The Development of Research and Treatment For Herpies

The introduction of aciclovir in the early 1980s represented a significant milestone in the treatment for herpies virus infections. Gertrude Elion and George Hitchings were awarded the Nobel Prize in Medicine in 1988 for their research work involving a number of compounds, including aciclovir.

Prior to the advent of aciclovir, the antiviral therapies available to the medical community, such as cytosine arabinoside and idoxuridine, had significant side effects because of their non-specific activity. Aciclovir provided physicians with the first specific, effective and well-tolerated oral antiviral. It set the standard for anti herpes therapy and has since become a widely used treatment for herpies and prevention of herpes virus infections.

Treatment options have continued to improve over the past decade. Two new treatments for herpies, valaciclovir and famciclovir, have been licensed in many countries and offer the benefit of more convenient dosing regimens than aciclovir.

Both types of herpies treatment can be used either as episodic therapy (treatment started at the first signs of an attack and continued for a few days only) or as suppressive therapy (this treatment for herpies is continued for a few months or years in order to reduce the frequency of recurrences).

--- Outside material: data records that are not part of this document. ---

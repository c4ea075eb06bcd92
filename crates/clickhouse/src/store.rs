//! ClickHouse implementation of the pirsch `Store`.

use std::time::Instant;

use async_trait::async_trait;
use chrono::{DateTime, Utc};
use clickhouse::Row;
use pirsch_core::stats::*;
use pirsch_core::{Event, PageView, Query, Result, Session, Store, UserAgent};
use serde::Deserialize;
use telemetry::metrics;
use tracing::debug;

use crate::client::ClickHouseClient;
use crate::error::{classify, timed_out};
use crate::insert::{insert_batch, EventRow, PageViewRow, SessionRow, UserAgentRow};

/// Store backed by ClickHouse.
#[derive(Clone)]
pub struct ClickHouseStore {
    client: ClickHouseClient,
}

impl ClickHouseStore {
    pub fn new(client: ClickHouseClient) -> Self {
        Self { client }
    }

    pub fn client(&self) -> &ClickHouseClient {
        &self.client
    }

    fn prepare(&self, query: &Query) -> clickhouse::query::Query {
        let mut q = self.client.inner().query(&query.sql);
        for arg in &query.args {
            q = q.bind(arg);
        }
        q
    }

    async fn fetch_all<T>(&self, context: &str, query: &Query) -> Result<Vec<T>>
    where
        T: Row + for<'b> Deserialize<'b>,
    {
        let start = Instant::now();
        let timeout = self.client.config().timeout();
        let result = match tokio::time::timeout(timeout, self.prepare(query).fetch_all::<T>()).await {
            Ok(rows) => rows.map_err(|e| classify(context, e)),
            Err(_) => Err(timed_out(context, timeout)),
        };
        self.observe(context, start, result.is_ok());
        result
    }

    /// First row, or `None` for an empty result.
    async fn fetch_first<T>(&self, context: &str, query: &Query) -> Result<Option<T>>
    where
        T: Row + for<'b> Deserialize<'b>,
    {
        let start = Instant::now();
        let timeout = self.client.config().timeout();
        let result = match tokio::time::timeout(timeout, self.prepare(query).fetch_one::<T>()).await {
            Ok(Ok(row)) => Ok(Some(row)),
            Ok(Err(clickhouse::error::Error::RowNotFound)) => Ok(None),
            Ok(Err(e)) => Err(classify(context, e)),
            Err(_) => Err(timed_out(context, timeout)),
        };
        self.observe(context, start, result.is_ok());
        result
    }

    fn observe(&self, context: &str, start: Instant, ok: bool) {
        let elapsed = start.elapsed();
        metrics().queries.inc();
        metrics().query_latency_ms.observe(elapsed.as_millis() as u64);
        if !ok {
            metrics().store_errors.inc();
        }
        debug!(query = context, ok = ok, latency_ms = %elapsed.as_millis(), "ClickHouse query");
    }
}

#[derive(Row, Deserialize)]
struct PageStatsRow {
    path: String,
    visitors: u64,
    sessions: u64,
    relative_visitors: f64,
    views: u64,
    relative_views: f64,
    bounces: u64,
    bounce_rate: f64,
}

#[derive(Row, Deserialize)]
struct PageStatsTitleRow {
    path: String,
    title: String,
    visitors: u64,
    sessions: u64,
    relative_visitors: f64,
    views: u64,
    relative_views: f64,
    bounces: u64,
    bounce_rate: f64,
}

#[derive(Row, Deserialize)]
struct PageStatsTimeRow {
    path: String,
    visitors: u64,
    sessions: u64,
    relative_visitors: f64,
    views: u64,
    relative_views: f64,
    bounces: u64,
    bounce_rate: f64,
    average_time_spent_seconds: u64,
}

#[derive(Row, Deserialize)]
struct PageStatsTitleTimeRow {
    path: String,
    title: String,
    visitors: u64,
    sessions: u64,
    relative_visitors: f64,
    views: u64,
    relative_views: f64,
    bounces: u64,
    bounce_rate: f64,
    average_time_spent_seconds: u64,
}

#[derive(Row, Deserialize)]
struct PathCountRow {
    path: String,
    count: u64,
}

#[derive(Row, Deserialize)]
struct PathTitleCountRow {
    path: String,
    title: String,
    count: u64,
}

#[derive(Row, Deserialize)]
struct TotalVisitorSessionRow {
    path: String,
    visitors: u64,
    sessions: u64,
    views: u64,
}

#[derive(Row, Deserialize)]
struct AvgTimeSpentRow {
    path: String,
    average_time_spent_seconds: u64,
}

#[derive(Row, Deserialize)]
struct ConversionRow {
    visitors: u64,
    views: u64,
    cr: f64,
}

#[derive(Row, Deserialize)]
struct DimensionRow {
    value: String,
    visitors: u64,
    relative_visitors: f64,
}

#[derive(Row, Deserialize)]
struct ScreenSizeRow {
    screen_width: u16,
    screen_height: u16,
    visitors: u64,
    relative_visitors: f64,
}

#[derive(Row, Deserialize)]
struct ActiveVisitorRow {
    path: String,
    visitors: u64,
}

#[derive(Row, Deserialize)]
struct ActiveVisitorTitleRow {
    path: String,
    title: String,
    visitors: u64,
}

#[derive(Row, Deserialize)]
struct EventStatsRow {
    name: String,
    visitors: u64,
    count: u64,
    cr: f64,
    average_duration_seconds: u64,
}

#[derive(Row, Deserialize)]
struct TotalVisitorRow {
    visitors: u64,
    sessions: u64,
    views: u64,
    bounces: u64,
    bounce_rate: f64,
}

During the past decade, considerable research has been carried out to improve diagnosis of herpies. Blood tests which can detect HSV antibodies but which cannot differentiate between the two herpies types have been commercially available for years.

This makes it difficult to distinguish what may be cold sores (HSV-1) from what is almost certainly genital herpies (HSV-2). The newer Western blot test is more accurate and sensitive than most other tests but is costly and only available in a limited number of centres.

More recently, a new generation of type-specific blood tests have been introduced. These are less costly than the Western Blot test and faster and in some cases easier to administer.